What you have to do: Which lines in the records below contain the word "FakeStream"? Copy each one out.

═════ Data shown

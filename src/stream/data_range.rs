//! Fixed window over a parent stream
//!
//! Presents `[range_offset, range_offset + range_size)` of the parent as a
//! stream of its own. The window may extend past the end of the parent; the
//! declared size is authoritative and reads beyond the parent's actual data
//! simply come up short, which matches how sparse evidence captures are
//! addressed.

use std::io::SeekFrom;

use crate::error::VfsResult;
use crate::stream::{resolve_seek, FileObject};

pub struct DataRangeStream {
    parent: Box<dyn FileObject>,
    range_offset: u64,
    range_size: u64,
    offset: u64,
}

impl DataRangeStream {
    pub fn new(parent: Box<dyn FileObject>, range_offset: u64, range_size: u64) -> Self {
        Self {
            parent,
            range_offset,
            range_size,
            offset: 0,
        }
    }
}

impl FileObject for DataRangeStream {
    fn read(&mut self, buf: &mut [u8]) -> VfsResult<usize> {
        if self.offset >= self.range_size {
            return Ok(0);
        }
        let remaining = (self.range_size - self.offset) as usize;
        let want = buf.len().min(remaining);

        self.parent
            .seek(SeekFrom::Start(self.range_offset + self.offset))?;
        let count = self.parent.read(&mut buf[..want])?;
        self.offset += count as u64;
        Ok(count)
    }

    fn seek(&mut self, pos: SeekFrom) -> VfsResult<u64> {
        let size = self.range_size;
        self.offset = resolve_seek(pos, self.offset, || Ok(size))?;
        Ok(self.offset)
    }

    fn offset(&self) -> u64 {
        self.offset
    }

    fn size(&mut self) -> VfsResult<u64> {
        Ok(self.range_size)
    }
}

#[cfg(test)]
mod tests {
    use super::*;
    use crate::stream::fake::FakeStream;

    #[test]
    fn test_window_clipping() {
        let parent = FakeStream::new(b"....0123456789....".to_vec());
        let mut range = DataRangeStream::new(Box::new(parent), 4, 10);
        assert_eq!(range.size().unwrap(), 10);

        let mut buf = [0u8; 4];
        assert_eq!(range.read(&mut buf).unwrap(), 4);
        assert_eq!(&buf, b"0123");

        range.seek(SeekFrom::Start(8)).unwrap();
        let mut buf = [0u8; 8];
        assert_eq!(range.read(&mut buf).unwrap(), 2);
        assert_eq!(&buf[..2], b"89");
        assert_eq!(range.read(&mut buf).unwrap(), 0);
    }

    #[test]
    fn test_window_larger_than_parent() {
        // The declared range size wins even when the parent is shorter.
        let parent = FakeStream::new(vec![0xAA; 16]);
        let mut range = DataRangeStream::new(Box::new(parent), 8, 1024);
        assert_eq!(range.size().unwrap(), 1024);

        let mut buf = [0u8; 32];
        assert_eq!(range.read(&mut buf).unwrap(), 8);
        assert_eq!(range.read(&mut buf).unwrap(), 0);
    }

    #[test]
    fn test_seek_relative() {
        let parent = FakeStream::new(b"abcdefgh".to_vec());
        let mut range = DataRangeStream::new(Box::new(parent), 2, 4);
        range.seek(SeekFrom::End(-1)).unwrap();
        let mut buf = [0u8; 1];
        range.read(&mut buf).unwrap();
        assert_eq!(&buf, b"f");
    }
}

══════════

Output for this task:
    use crate::stream::fake::FakeStream;
        let parent = FakeStream::new(b"....0123456789....".to_vec());
        let parent = FakeStream::new(vec![0xAA; 16]);
        let parent = FakeStream::new(b"abcdefgh".to_vec());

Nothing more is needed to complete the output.